La gran pregunta de nuestro tiempo político es la siguiente: ¿Qué es lo que motiva a millones de personas en todo el mundo a respaldar liderazgos que contravienen aquello que hasta hace bien poco considerábamos como los grandes consensos de la civilización?
¿Por qué los partidos ultras obtienen apoyos extraordinarios en democracias consolidadas como Francia, Alemania, Italia, Austria, Noruega, Holanda...? ¿Cómo es posible que cerca de 400.000 andaluces votaran a los herederos del franquismo que condenó Andalucía a la opresión y el subdesarrollo durante 40 años?
¿Cuál es la razón por la que más de un 10% de encuestados declaran su voluntad de votar en España a un partido que presume de contradecir “lo políticamente correcto”? ¿Y cómo explicar que hasta el 14% de los votantes del PP en 2016, el 10% de los votantes de Ciudadanos y el 2% de los que votaron a Podemos se muestren dispuestos a transferirle su apoyo?
¿Han surgido de pronto millones de partidarios del fascismo? ¿Son todas estas personas unos reaccionarios, machistas, xenófobos y anti europeos?

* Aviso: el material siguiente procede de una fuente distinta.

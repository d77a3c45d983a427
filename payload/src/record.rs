//! Telemetry records, the input unit of reassembly.

use decoding;

/// One telemetry record as delivered by the data source.
///
/// Records are only borrowed during a reassembly pass; nothing in this crate keeps them.
#[derive(Clone, Debug, PartialEq)]
pub struct TelemetryRecord {
    /// The hex-encoded payload.
    pub payload: String,

    /// The latitude of the buoy when the record was received, in decimal degrees.
    pub latitude: f64,

    /// The longitude of the buoy when the record was received, in decimal degrees.
    pub longitude: f64,

    /// The ISO-8601 timestamp of the record, as provided by the data source.
    pub timestamp: String,
}

impl TelemetryRecord {
    /// Creates a new telemetry record.
    ///
    /// # Examples
    ///
    /// ```
    /// use payload::TelemetryRecord;
    /// let record = TelemetryRecord::new("3c543e6869", 40.1, -70.5, "2024-06-03T03:36:44.000Z");
    /// assert_eq!("3c543e6869", record.payload);
    /// ```
    pub fn new<P, T>(payload: P, latitude: f64, longitude: f64, timestamp: T) -> TelemetryRecord
    where
        P: Into<String>,
        T: Into<String>,
    {
        TelemetryRecord {
            payload: payload.into(),
            latitude: latitude,
            longitude: longitude,
            timestamp: timestamp.into(),
        }
    }

    /// Creates a record at the origin, with no timestamp, whose payload is the hex encoding of the
    /// provided text.
    ///
    /// Mostly useful for testing.
    ///
    /// # Examples
    ///
    /// ```
    /// use payload::TelemetryRecord;
    /// let record = TelemetryRecord::from_text("<T>hi");
    /// assert_eq!("3c543e6869", record.payload);
    /// ```
    pub fn from_text(text: &str) -> TelemetryRecord {
        TelemetryRecord::new(decoding::encode(text.as_bytes()), 0., 0., "")
    }
}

No. Todas estas preguntas son una sola, y su respuesta está en el miedo. El mundo avanza demasiado deprisa. Los cambios son demasiado grandes y disruptivos. Y por el camino van quedando demasiadas incertidumbres, demasiadas inseguridades, demasiados perdedores, demasiados excluidos. Demasiados miedos.
La globalización hace huir a las empresas que antes nos daban trabajo, y desdibuja las fronteras que antes nos protegían de las crisis internacionales, y permite que los de allí se instalen aquí, que los de aquí se instalen allí... Aquellos a los que votamos para que nos gobiernen, ahora deben pedir permiso fuera para hacerlo.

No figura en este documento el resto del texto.